When dealing with retention or security holsters, count ‘1’ is further broken down into a three step process[Index/Clear/Release] to ensure that all locking devices have been dealt with and the gun will be able to smoothly move to count ‘2’.  I borrowed the I/C/R concept from the Rogers School and modified it to fit the unique attributes of the Serpa Duty Holster.


In this first picture, the raised shelf is highlighted by the green line. This shelf is the physical reference point for the trigger finger. The red arrow points to the portion of the Serpa Lock Paddle that needs to be depressed to release the pistol from the holster.




Through the use of index points, which are established before the full firing grip, the shooter should be able to gain a consistent, robust interface with the gun and holster. This is key to a smooth draw.
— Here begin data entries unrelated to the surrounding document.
fn level_color(level: LogLevel, palette: &Palette) -> Color {
    match level {
        LogLevel::Info => palette.dim,
        LogLevel::Notice => palette.fg,
        LogLevel::Warning => severity_color(Severity::Warning, palette),
        LogLevel::Critical | LogLevel::Fatal => severity_color(Severity::Critical, palette),
    }
}

/// Pet gallery, the isolated card, and the intro narration.
pub(crate) fn draw_selector(
    term: &mut Terminal,
    sel: &PetSelector,
    palette: &Palette,
    enable_color: bool,
    now_ms: u64,
) {
    let (cols, rows) = (term.cols, term.rows);
    let (w, h) = term.field_size();
    let radius = (h * 0.28).min(w * 0.22);
    let spin = now_ms as f32 / 4000.0;

    // planet pass
    match sel.phase() {
        SelectorPhase::Browsing => {
            if let Some(pet) = sel.pets().get(sel.cursor()) {
                let planet = Placement {
                    cx: w / 2.0,
                    cy: h * 0.38,
                    radius,
                    rotation: spin,
                    tilt: 0.25,
                    opacity: 1.0,
                };
                draw_planet(&mut term.canvas, &pet.image, planet);
            }
        }
        SelectorPhase::AnimatingSelection {
            pet,
            slide_out_at,
            narrate_at,
            ..
        } => {
            if let Some(pet) = sel.pets().get(pet) {
                let out = progress(slide_out_at, narrate_at - slide_out_at, now_ms);
                let planet = Placement {
                    cx: w / 2.0,
                    cy: h * 0.45 - out * h,
                    radius: radius * 1.1,
                    rotation: spin,
                    tilt: 0.25,
                    opacity: 1.0 - out,
                };
                draw_planet(&mut term.canvas, &pet.image, planet);
            }
        }
        SelectorPhase::Narrating { .. } | SelectorPhase::Done { .. } => {}
    }
    canvas_to_cells(&term.canvas, &mut term.cur, enable_color, palette);

    // text pass
    let buf = &mut term.cur;
    match sel.phase() {
        SelectorPhase::Browsing => {
            let Some(pet) = sel.pets().get(sel.cursor()) else {
                draw_centered(buf, rows / 2, "No planets to adopt.", palette.fg, palette.bg);
                return;
            };
            draw_centered(buf, 1, "Choose a planet to look after", palette.dim, palette.bg);
            let dots: String = (0..sel.pets().len())
                .map(|i| if i == sel.cursor() { '●' } else { '○' })
                .collect();
            draw_centered(buf, 2, &dots, palette.dim, palette.bg);

            let y = ((h * 0.38 + radius * 1.3) / 4.0) as u16 + 1;
            draw_centered(buf, y, &pet.name, palette.highlight, palette.bg);
            let width = (cols as usize).min(60).saturating_sub(4);
            for (i, line) in wrap_text(&pet.description, width).iter().enumerate() {
                draw_centered(buf, y + 2 + i as u16, line, palette.fg, palette.bg);
            }
            draw_centered(
                buf,
                rows.saturating_sub(1),
                "←/→ browse | enter adopt | t theme | q quit",
                palette.dim,
                palette.bg,
            );
        }
        SelectorPhase::AnimatingSelection { pet, slide_out_at, .. } if now_ms < slide_out_at => {
            if let Some(pet) = sel.pets().get(pet) {
                let y = ((h * 0.45 + radius * 1.5) / 4.0) as u16 + 1;
                let label = format!("{} adopted", pet.name);
                draw_centered(buf, y, &label, palette.highlight, palette.bg);
            }
        }
        SelectorPhase::Narrating { .. } => {
            if let Some(line) = sel.current_line() {
                let lines = wrap_text(line, (cols as usize).min(70).saturating_sub(6));
                let top = (rows / 2).saturating_sub(lines.len() as u16 / 2);
                for (i, l) in lines.iter().enumerate() {
                    draw_centered(buf, top + i as u16, l, palette.fg, palette.bg);
                }
            }
        }
        _ => {}
    }
}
The firing hand thumb is kept flagged, this will position the thumb to release the Pivot Guard on the Level III Serpa and ties directly into my normal drawstroke, where the thumb position maximizes physical contact with the torso. The index finger lies flat along the shelf and the tips of the other three fingers make contact with the front strap of the pistol. This is ‘Index’.




To ‘Clear’ the locking devices, the trigger finger is rolled from the raised shelf onto the flat Serpa Lock Paddle. The motion is similar to rolling a fingerprint and the pad of the finger should end up flat and depressing the Serpa Lock Paddle. The fingertips contacting the front strap slide around the butt of the gun, ending in a full firing grip.



Having ‘cleared the locking device’, it is imperative that we verify that we have done so. ‘Release’, traditionally, meant to ‘release’ any secondary retention feature on a duty holster and to break the friction between the gun and the holster body. For our purposes, ‘release’ means to lift up slightly on the holstered gun to ensure that the Serpa Lock has completely disengaged prior to attempting to withdraw the gun fully and continue with our drawstroke. If resistance is felt on the gun, reseat it in the holster and re-index. My concern here is that if one fails to affect a proper release from the holster, the tendency will be to mash the button with the tip of the finger and jerk upwards on the pistol. That is not good.




Having confirmed ‘Release’, the weapon is drawn up the torso and presented to threat as previously described. In the pictures accompanying this text, I am using the Level II CQC Serpa holster designed for concealed carry. The same sequence works with both the Level II & III Tactical [dropleg] Serpa and with the Level II & III Duty Serpa holsters. The flagged thumb, mentioned earlier, contacts the Pivot Guard release on the Level III holsters.